Sunday, September 14, 2003
Stylus 'n 'em were part of the opening act for a
dead prez performance at U. of MD on Friday the 12th, so, being the supportive pal and all-around-good-guy that I am, I headed to campus to check out the show.
As I made my way around the venue, and ran into folks from the circle of friends and associates we've known for years, the overriding sense seemed to be that we were all just a little too old and jaded to be there. Here was all this revolutionary energy as these babies partied for their right to fight, and for my part, all I felt was cynicism about the hopelessness of their touching, but at the end, probably pointless, idealism.
While waiting for a table at Jasper's with Pimp Daddy and Stylus after the show, sorting through the stack of pamphlets and flyers I'd been handed that night (a rally featuring Ralph Nader! workshops on the prison industrial complex, AIDS & Africa, and reparations! an ACLU racial profiling survival kit!-- all proof that nothing has changed... and with all the paper wasted here, where are the tree-huggers and their protests?), I tried to pinpoint the moment when my focus changed from changing the world (and chasing booty) to just paying the bills (and chasing booty)... but it really didn't matter when it happened, just that it did.
Oh well; at least it's proof that those who identify with this "grown folks' hip-hop" thing are in a different place than the today's zygotes, and shouldn't be treated as the same market.
Get a job, you hippies, work 60 hour weeks with barely two weeks of vacation all year, scrape by while paying your mortgage, car note, and student loans, then let's see if you're still kicking all this "save the world" stuff.

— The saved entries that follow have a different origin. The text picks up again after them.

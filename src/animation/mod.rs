//! # Playback engine
//!
//! Drives a continuous, real-valued **day index** over the shared time axis of a
//! [`SpaceDataset`] and answers "where is every body right now?" for any non-integral index.
//!
//! ## Time axis
//!
//! `total_steps` is the length of the longest point sequence of the dataset. The index
//! always satisfies `0 ≤ index ≤ total_steps − 1`. Bodies with fewer samples are clamped to
//! their own last point.
//!
//! ## Driving the clock
//!
//! The caller owns the frame loop and feeds monotonic timestamps to [`Playback::tick`]:
//!
//! ```rust, no_run
//! use std::sync::Arc;
//! use std::time::Duration;
//! use orrery::animation::Playback;
//! # fn dataset() -> orrery::loader::SpaceDataset { unimplemented!() }
//!
//! let mut playback = Playback::new(365.0);
//! playback.set_dataset(Some(Arc::new(dataset())));
//! playback.play();
//!
//! let mut ts = Duration::ZERO;
//! while playback.tick(ts).should_continue() {
//!     ts += Duration::from_millis(16);
//! }
//! assert!(!playback.is_playing());
//! ```
//!
//! [`Playback::run_frames`] is the same loop paced by a tokio interval.
//!
//! Once the index reaches the last step the playback pauses on its own (the *ended*
//! condition). Seeks and speed changes act directly on the authoritative clock; the copy
//! published by [`Playback::subscribe`] is only ever written from it.

use std::collections::HashMap;
use std::sync::Arc;
use std::time::Duration;

use tokio::sync::watch;
use tokio::time::{interval, Instant, MissedTickBehavior};
use tracing::{debug, warn};

use crate::bodies::{AliasTable, CATALOG_ALIASES};
use crate::config::{OrreryConfig, DEFAULT_SPEED};
use crate::horizons::space_point::SpacePoint;
use crate::loader::SpaceDataset;

pub mod clock;
pub mod interpolation;

use clock::DayClock;
use interpolation::interpolate_point;

/// Result of one frame.
#[derive(Debug, Clone, Copy, PartialEq, Eq)]
pub enum TickOutcome {
    /// Still playing, schedule another frame.
    Continue,
    /// The index reached the last step and playback paused.
    Ended,
    /// Not playing, the frame was ignored.
    Idle,
}

impl TickOutcome {
    pub fn should_continue(self) -> bool {
        self == TickOutcome::Continue
    }
}

/// Interpolated points of every body, reachable by raw id, label or English name.
#[derive(Debug, Clone)]
pub struct PositionMap {
    points: HashMap<String, SpacePoint>,
    aliases: Arc<AliasTable>,
}

impl PositionMap {
    pub fn get(&self, key: &str) -> Option<&SpacePoint> {
        let canonical = self.aliases.canonical(key).unwrap_or(key);
        self.points.get(canonical)
    }

    pub fn contains_key(&self, key: &str) -> bool {
        self.get(key).is_some()
    }

    /// `(raw id, point)` pairs, one per body.
    pub fn iter(&self) -> impl Iterator<Item = (&str, &SpacePoint)> {
        self.points.iter().map(|(id, p)| (id.as_str(), p))
    }

    /// Number of bodies with a position.
    pub fn len(&self) -> usize {
        self.points.len()
    }

    pub fn is_empty(&self) -> bool {
        self.points.is_empty()
    }
}

fn is_valid_speed(speed: f64) -> bool {
    speed.is_finite() && speed >= 0.0
}

/// Playback session over one dataset.
#[derive(Debug)]
pub struct Playback {
    dataset: Option<Arc<SpaceDataset>>,
    aliases: Arc<AliasTable>,
    clock: DayClock,
    playing: bool,
    speed: f64,
    last_tick: Option<Duration>,
}

impl Playback {
    /// Empty session; `speed` in simulated days per real second.
    ///
    /// A non-finite or negative speed falls back to [`DEFAULT_SPEED`].
    pub fn new(speed: f64) -> Self {
        let speed = if is_valid_speed(speed) {
            speed
        } else {
            warn!(speed, fallback = DEFAULT_SPEED, "invalid playback speed, using default");
            DEFAULT_SPEED
        };
        Playback {
            dataset: None,
            aliases: Arc::new(CATALOG_ALIASES.clone()),
            clock: DayClock::new(),
            playing: false,
            speed,
            last_tick: None,
        }
    }

    /// Empty session at the configured default speed.
    pub fn from_config(config: &OrreryConfig) -> Self {
        Playback::new(config.default_speed)
    }

    /// Attach a dataset. A different dataset (by reference) pauses and rewinds to index 0;
    /// passing the same `Arc` again keeps the current position.
    pub fn set_dataset(&mut self, dataset: Option<Arc<SpaceDataset>>) {
        let same = match (&self.dataset, &dataset) {
            (Some(current), Some(next)) => Arc::ptr_eq(current, next),
            (None, None) => true,
            _ => false,
        };
        if same {
            return;
        }

        self.aliases = Arc::new(match &dataset {
            Some(ds) => CATALOG_ALIASES
                .with_bodies(ds.bodies.iter().map(|b| (b.body.as_str(), b.label.as_str()))),
            None => CATALOG_ALIASES.clone(),
        });
        self.dataset = dataset;
        self.playing = false;
        self.last_tick = None;
        self.clock.set(0.0);
        debug!(total_steps = self.total_steps(), "playback dataset changed");
    }

    pub fn dataset(&self) -> Option<&Arc<SpaceDataset>> {
        self.dataset.as_ref()
    }

    pub fn total_steps(&self) -> usize {
        self.dataset.as_ref().map_or(0, |ds| ds.total_steps())
    }

    fn last_index(&self) -> f64 {
        self.total_steps().saturating_sub(1) as f64
    }

    /// Authoritative day index.
    pub fn day_index(&self) -> f64 {
        self.clock.get()
    }

    /// Display copy of the day index.
    pub fn subscribe(&self) -> watch::Receiver<f64> {
        self.clock.subscribe()
    }

    pub fn is_playing(&self) -> bool {
        self.playing
    }

    pub fn speed(&self) -> f64 {
        self.speed
    }

    /// Start advancing. No-op when already playing or with fewer than two steps.
    pub fn play(&mut self) {
        if self.playing || self.total_steps() < 2 {
            return;
        }
        self.playing = true;
        self.last_tick = None;
        debug!(index = self.clock.get(), speed = self.speed, "playback started");
    }

    pub fn pause(&mut self) {
        self.playing = false;
        self.last_tick = None;
    }

    pub fn reset(&mut self) {
        self.pause();
        self.clock.set(0.0);
    }

    /// Change the advance rate from the next frame on. Non-finite or negative speeds are
    /// ignored.
    pub fn set_speed(&mut self, speed: f64) {
        if !is_valid_speed(speed) {
            warn!(speed, "ignoring invalid playback speed");
            return;
        }
        self.speed = speed;
    }

    /// Jump to the first sample dated on or after `iso` (`YYYY-MM-DD`) on the reference body,
    /// or to its last sample when every date is earlier.
    pub fn seek_to_date(&mut self, iso: &str) {
        let Some(reference) = self.dataset.as_ref().and_then(|ds| ds.reference_body()) else {
            return;
        };
        let index = reference
            .points
            .iter()
            .position(|p| p.date.as_str() >= iso)
            .unwrap_or(reference.points.len() - 1);
        self.clock.set(index as f64);
    }

    /// Jump to `pct` percent of the time axis, clamped to `[0, 100]`.
    pub fn seek_to_progress(&mut self, pct: f64) {
        if self.total_steps() == 0 {
            return;
        }
        let fraction = if pct.is_nan() {
            0.0
        } else {
            (pct / 100.0).clamp(0.0, 1.0)
        };
        self.clock.set(fraction * self.last_index());
    }

    /// Advance the clock to the frame stamped `timestamp`.
    ///
    /// The first frame after [`play`](Self::play) only records the timestamp. Later frames
    /// add `elapsed × speed` days; reaching the last step clamps there and pauses.
    pub fn tick(&mut self, timestamp: Duration) -> TickOutcome {
        if !self.playing {
            return TickOutcome::Idle;
        }

        let previous = self.last_tick.replace(timestamp).unwrap_or(timestamp);
        let elapsed = timestamp.saturating_sub(previous);
        let next = self.clock.get() + elapsed.as_secs_f64() * self.speed;

        let last = self.last_index();
        if next >= last {
            self.clock.set(last);
            self.pause();
            debug!(index = last, "playback reached the end");
            return TickOutcome::Ended;
        }

        self.clock.set(next);
        TickOutcome::Continue
    }

    /// Tick on a fixed frame period until the playback stops.
    ///
    /// Return
    /// ------
    /// * The number of frames ticked.
    pub async fn run_frames(&mut self, period: Duration) -> usize {
        let origin = Instant::now();
        let mut frames = interval(period);
        frames.set_missed_tick_behavior(MissedTickBehavior::Skip);
        let mut count = 0;

        loop {
            let now = frames.tick().await;
            count += 1;
            if !self.tick(now.duration_since(origin)).should_continue() {
                return count;
            }
        }
    }

    /// Interpolated position of every body holding points, or `None` without data.
    pub fn current_positions(&self) -> Option<PositionMap> {
        let dataset = self.dataset.as_ref()?;
        if dataset.total_steps() == 0 {
            return None;
        }

        let index = self.clock.get();
        let floor = index.floor();
        let frac = index - floor;
        let floor = floor as usize;

        let points = dataset
            .bodies
            .iter()
            .filter(|b| !b.points.is_empty())
            .map(|body| {
                let last = body.points.len() - 1;
                let i = floor.min(last);
                let j = (i + 1).min(last);
                let point = if frac > 0.0 && i != j {
                    interpolate_point(&body.points[i], &body.points[j], frac)
                } else {
                    body.points[i].clone()
                };
                (body.body.clone(), point)
            })
            .collect();

        Some(PositionMap {
            points,
            aliases: Arc::clone(&self.aliases),
        })
    }

    /// Date of the reference body's sample at `floor(index)`.
    pub fn current_date(&self) -> Option<&str> {
        let reference = self.dataset.as_ref()?.reference_body()?;
        let i = (self.clock.get().floor() as usize).min(reference.points.len() - 1);
        Some(reference.points[i].date.as_str())
    }

    /// `index / (total_steps − 1) × 100`, or 0 with fewer than two steps.
    pub fn progress(&self) -> f64 {
        if self.total_steps() > 1 {
            self.clock.get() / self.last_index() * 100.0
        } else {
            0.0
        }
    }
}
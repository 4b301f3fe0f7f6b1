//! # Runtime configuration
//!
//! [`OrreryConfig`] gathers the knobs of the ephemeris client, the sequential loader and the
//! playback engine. Values come from, in increasing priority:
//!
//! 1. [`Default`] – production defaults (JPL Horizons, 300 ms pacing, 365 days/s playback),
//! 2. a TOML document – [`OrreryConfig::from_toml_str`], missing keys keep their default,
//! 3. `ORRERY_*` environment variables – [`OrreryConfig::with_env_overrides`].
//!
//! ```rust, no_run
//! use orrery::config::OrreryConfig;
//!
//! let config = OrreryConfig::from_toml_str("request_delay_ms = 500")
//!     .and_then(|c| c.with_env_overrides())
//!     .unwrap();
//! assert_eq!(config.request_delay().as_millis(), 500);
//! ```

use std::env;
use std::str::FromStr;
use std::time::Duration;

use serde::Deserialize;

use crate::horizons::space_point::NonFinitePolicy;
use crate::orrery_errors::OrreryError;

pub const DEFAULT_HORIZONS_URL: &str = "https://ssd.jpl.nasa.gov/api/horizons.api";

/// Playback speed in simulated days per real second (one year per second).
pub const DEFAULT_SPEED: f64 = 365.0;

#[derive(Debug, Clone, PartialEq, Deserialize)]
#[serde(default)]
pub struct OrreryConfig {
    /// Horizons API endpoint
    pub horizons_url: String,
    /// Horizons `STEP_SIZE`, e.g. `"1d"`
    pub step_size: String,
    /// Pause after every body of a load session (milliseconds)
    pub request_delay_ms: u64,
    /// Hard timeout of one Horizons request (seconds)
    pub request_timeout_secs: u64,
    /// Initial playback speed, simulated days per real second
    pub default_speed: f64,
    pub non_finite_policy: NonFinitePolicy,
}

impl Default for OrreryConfig {
    fn default() -> Self {
        OrreryConfig {
            horizons_url: DEFAULT_HORIZONS_URL.to_string(),
            step_size: "1d".to_string(),
            request_delay_ms: 300,
            request_timeout_secs: 30,
            default_speed: DEFAULT_SPEED,
            non_finite_policy: NonFinitePolicy::PassThrough,
        }
    }
}

fn parse_var<T: FromStr>(name: &str, raw: &str) -> Result<T, OrreryError> {
    raw.trim()
        .parse()
        .map_err(|_| OrreryError::InvalidConfig(format!("{name}={raw}")))
}

impl OrreryConfig {
    pub fn from_toml_str(doc: &str) -> Result<Self, OrreryError> {
        let config: OrreryConfig = toml::from_str(doc)?;
        config.validated()
    }

    /// Defaults overridden by the environment.
    pub fn from_env() -> Result<Self, OrreryError> {
        OrreryConfig::default().with_env_overrides()
    }

    /// Apply `ORRERY_*` environment overrides on top of `self`.
    ///
    /// Recognized variables: `ORRERY_HORIZONS_URL`, `ORRERY_STEP_SIZE`,
    /// `ORRERY_REQUEST_DELAY_MS`, `ORRERY_REQUEST_TIMEOUT_SECS`, `ORRERY_DEFAULT_SPEED`,
    /// `ORRERY_NON_FINITE_POLICY` (`pass_through`, `drop_record`, `reject`).
    pub fn with_env_overrides(self) -> Result<Self, OrreryError> {
        self.with_overrides(|name| env::var(name).ok())
    }

    fn with_overrides<F>(mut self, lookup: F) -> Result<Self, OrreryError>
    where
        F: Fn(&str) -> Option<String>,
    {
        if let Some(url) = lookup("ORRERY_HORIZONS_URL") {
            self.horizons_url = url;
        }
        if let Some(step) = lookup("ORRERY_STEP_SIZE") {
            self.step_size = step;
        }
        if let Some(raw) = lookup("ORRERY_REQUEST_DELAY_MS") {
            self.request_delay_ms = parse_var("ORRERY_REQUEST_DELAY_MS", &raw)?;
        }
        if let Some(raw) = lookup("ORRERY_REQUEST_TIMEOUT_SECS") {
            self.request_timeout_secs = parse_var("ORRERY_REQUEST_TIMEOUT_SECS", &raw)?;
        }
        if let Some(raw) = lookup("ORRERY_DEFAULT_SPEED") {
            self.default_speed = parse_var("ORRERY_DEFAULT_SPEED", &raw)?;
        }
        if let Some(raw) = lookup("ORRERY_NON_FINITE_POLICY") {
            self.non_finite_policy = match raw.trim() {
                "pass_through" => NonFinitePolicy::PassThrough,
                "drop_record" => NonFinitePolicy::DropRecord,
                "reject" => NonFinitePolicy::Reject,
                _ => {
                    return Err(OrreryError::InvalidConfig(format!(
                        "ORRERY_NON_FINITE_POLICY={raw}"
                    )))
                }
            };
        }
        self.validated()
    }

    fn validated(self) -> Result<Self, OrreryError> {
        if self.horizons_url.trim().is_empty() {
            return Err(OrreryError::InvalidConfig("empty horizons_url".into()));
        }
        if self.step_size.trim().is_empty() {
            return Err(OrreryError::InvalidConfig("empty step_size".into()));
        }
        if !self.default_speed.is_finite() || self.default_speed < 0.0 {
            return Err(OrreryError::InvalidConfig(format!(
                "default_speed must be a finite non-negative number, got {}",
                self.default_speed
            )));
        }
        Ok(self)
    }

    pub fn request_delay(&self) -> Duration {
        Duration::from_millis(self.request_delay_ms)
    }

    pub fn request_timeout(&self) -> Duration {
        Duration::from_secs(self.request_timeout_secs)
    }
}

#[cfg(test)]
mod config_test {
    use std::collections::HashMap;

    use super::*;

    fn lookup_from(vars: &[(&str, &str)]) -> impl Fn(&str) -> Option<String> {
        let map: HashMap<String, String> = vars
            .iter()
            .map(|(k, v)| (k.to_string(), v.to_string()))
            .collect();
        move |name| map.get(name).cloned()
    }

    #[test]
    fn test_defaults() {
        let config = OrreryConfig::default();
        assert_eq!(config.horizons_url, DEFAULT_HORIZONS_URL);
        assert_eq!(config.request_delay(), Duration::from_millis(300));
        assert_eq!(config.request_timeout(), Duration::from_secs(30));
        assert_eq!(config.default_speed, 365.0);
        assert_eq!(config.non_finite_policy, NonFinitePolicy::PassThrough);
    }

    #[test]
    fn test_from_toml() {
        let config = OrreryConfig::from_toml_str(
            r#"
step_size = "12h"
request_delay_ms = 0
non_finite_policy = "drop_record"
"#,
        )
        .unwrap();
        assert_eq!(config.step_size, "12h");
        assert_eq!(config.request_delay_ms, 0);
        assert_eq!(config.non_finite_policy, NonFinitePolicy::DropRecord);
        assert_eq!(config.request_timeout_secs, 30);

        assert!(matches!(
            OrreryConfig::from_toml_str("request_delay_ms = \"fast\""),
            Err(OrreryError::TomlError(_))
        ));
        assert_eq!(
            OrreryConfig::from_toml_str("step_size = \"\""),
            Err(OrreryError::InvalidConfig("empty step_size".into()))
        );
    }

    #[test]
    fn test_overrides() {
        let config = OrreryConfig::default()
            .with_overrides(lookup_from(&[
                ("ORRERY_REQUEST_DELAY_MS", "50"),
                ("ORRERY_DEFAULT_SPEED", "30.5"),
                ("ORRERY_NON_FINITE_POLICY", "reject"),
            ]))
            .unwrap();
        assert_eq!(config.request_delay_ms, 50);
        assert_eq!(config.default_speed, 30.5);
        assert_eq!(config.non_finite_policy, NonFinitePolicy::Reject);

        assert_eq!(
            OrreryConfig::default()
                .with_overrides(lookup_from(&[("ORRERY_REQUEST_DELAY_MS", "-1")])),
            Err(OrreryError::InvalidConfig("ORRERY_REQUEST_DELAY_MS=-1".into()))
        );
        assert!(OrreryConfig::default()
            .with_overrides(lookup_from(&[("ORRERY_DEFAULT_SPEED", "NaN")]))
            .is_err());
    }
}
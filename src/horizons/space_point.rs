use nalgebra::Vector3;
use serde::{Deserialize, Serialize};
use tracing::warn;

use super::parser::HorizonsRecord;
use crate::constants::{
    mod360, AstronomicalUnit, Degree, Kilometer, AU, AU_DAY_TO_KM_S, SECONDS_PER_DAY,
};
use crate::orrery_errors::OrreryError;
use crate::time::seconds_to_hms;

/// One observation of one body at one date, in public units.
///
/// Invariants: `angle ∈ [0, 360)` and `distance ≥ 0` for well-formed upstream data.
#[derive(Debug, Clone, PartialEq, Serialize)]
#[serde(rename_all = "camelCase")]
pub struct SpacePoint {
    /// `YYYY-MM-DD`
    pub date: String,
    /// Heliocentric position (AU)
    pub x: f64,
    pub y: f64,
    pub z: f64,
    /// Heliocentric range (AU)
    pub distance: AstronomicalUnit,
    /// Heliocentric ecliptic angle, degrees in `[0, 360)`
    pub angle: Degree,
    pub distance_km: Kilometer,
    pub speed_kms: f64,
    /// One-way light time in minutes
    pub signal_minutes: f64,
    /// One-way light time as `HH:MM:SS`
    #[serde(rename = "signalHMS")]
    pub signal_hms: String,
}

impl SpacePoint {
    pub fn position(&self) -> Vector3<f64> {
        Vector3::new(self.x, self.y, self.z)
    }

    /// `true` when every numeric field is finite.
    pub fn is_finite(&self) -> bool {
        [
            self.x,
            self.y,
            self.z,
            self.distance,
            self.angle,
            self.distance_km,
            self.speed_kms,
            self.signal_minutes,
        ]
        .iter()
        .all(|v| v.is_finite())
    }
}

impl From<&HorizonsRecord> for SpacePoint {
    fn from(record: &HorizonsRecord) -> Self {
        to_space_point(record)
    }
}

/// Convert a parsed Horizons record into the enriched public point.
///
/// * distance = range (AU)
/// * angle = atan2(y, x) in degrees, normalized
/// * distance_km = range × AU
/// * speed_kms = |v| (AU/day) × AU / 86400
/// * signal = light time (days) in minutes and as `HH:MM:SS`
///
/// Non-finite inputs propagate; see [`NonFinitePolicy`].
pub fn to_space_point(record: &HorizonsRecord) -> SpacePoint {
    let lt_seconds = record.light_time * SECONDS_PER_DAY;
    let pos = &record.position;

    SpacePoint {
        date: record.date.clone(),
        x: pos.x,
        y: pos.y,
        z: pos.z,
        distance: record.range,
        angle: mod360(pos.y.atan2(pos.x).to_degrees()),
        distance_km: record.range * AU,
        speed_kms: record.velocity.norm() * AU_DAY_TO_KM_S,
        signal_minutes: lt_seconds / 60.0,
        signal_hms: seconds_to_hms(lt_seconds),
    }
}

/// What to do with points whose derived quantities are NaN or infinite.
#[derive(Debug, Clone, Copy, PartialEq, Eq, Default, Deserialize, Serialize)]
#[serde(rename_all = "snake_case")]
pub enum NonFinitePolicy {
    /// Keep the point as computed.
    #[default]
    PassThrough,
    /// Drop the offending points and keep the rest.
    DropRecord,
    /// Fail the whole body.
    Reject,
}

impl NonFinitePolicy {
    /// Apply the policy to a converted point sequence.
    pub fn apply(&self, points: Vec<SpacePoint>) -> Result<Vec<SpacePoint>, OrreryError> {
        match self {
            NonFinitePolicy::PassThrough => Ok(points),
            NonFinitePolicy::DropRecord => {
                let before = points.len();
                let kept: Vec<SpacePoint> =
                    points.into_iter().filter(SpacePoint::is_finite).collect();
                if kept.len() < before {
                    warn!(dropped = before - kept.len(), "dropped non-finite ephemeris points");
                }
                Ok(kept)
            }
            NonFinitePolicy::Reject => match points.iter().find(|p| !p.is_finite()) {
                Some(bad) => Err(OrreryError::NonFiniteTelemetry {
                    date: bad.date.clone(),
                }),
                None => Ok(points),
            },
        }
    }
}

Anyways... this week, Book swung by the studio, but couldn't get in (sorry 'bout that, dawg); Stylus did make it through for the second hour... Here's what went down:
9/13/03--Hour 1
Intro
World Famous Supreme Team- World Famous
Kool G Rap & DJ Polo- Poison
Biz Markie- Something For The Radio
Wu-Tang Clan- Uzi (Pinky Ring)
Pete Rock & Cl Smooth- The Creator (Remix)
Dead Prez- Radio Freq
Mobb Deep f/ Big Noyd- Double Shots
Jaydee- FTP
Main Source- Fakin' The Funk
Kev Brown f/ Odd-I-See & Cy Young- Nitefall
Roots- Concerto Of The Desperado
Blackstar- Definition
Ol' Dirty Bastard- Brooklyn Zoo
De La Soul- Much More
Infinite Loop- Choke Up
Artifacts- Wrong Side Of The Tracks
Smif-N-Wesun- Wrekonize (Remix)
Kardinal Offishal- U R Ghetto
Pharoahe Monch- Got You
9/13/03--Hour 2
Median- Title Unknown
Break
Asheru- BMIG
Beatnuts- No Equal
Ras Kass- Golden Child
Jurassic 5- Twelve
Rasco- We Get Live
All City- Priceless
Common f/ De La Soul- Getting' Down At The Ampitheater
Slum Village- One
Little Brother- So Fabulous
Pharcyde- Westcyde 242
Break
Nappy Roots- Roun The Globe
Mark Ronson f/ Ghostface Killa & Nate Dogg- Ooh Wee
Chris Lowe- Midnight Blue
House Of Pain- Jump Around (Pete Rock Remix)
Will-I-Am- Ev Rehbadee
Break/ Outro
While on campus, I stopped by
WMUC, the beloved 10-watt FM bohemoth where, 12 years ago this Friday,
The Soul Controller Mixshow was born. PMD, who inherited our timeslot when we took the show off-the-air at the beginning of 2000, was trying to justify dedicating the episode to John Ritter, but not to Johnny Cash. In his opinion, John Ritter was hip-hop because watching "Three's Company" re-runs is a shared experience that the entire hip-hop generation has taken part in at one time or another. In contrast, nobody in the hip-hop world has any real connection to Cash: no emcee references him or his work in their songs; no beatmaker has identified him as one his or her influences... It'd only take one person to prove PMD wrong, and proving him wrong is important to me, so I need someone to come forward and tell us how influential Johnny Cash is to your life as a hip-hopper... Anyone?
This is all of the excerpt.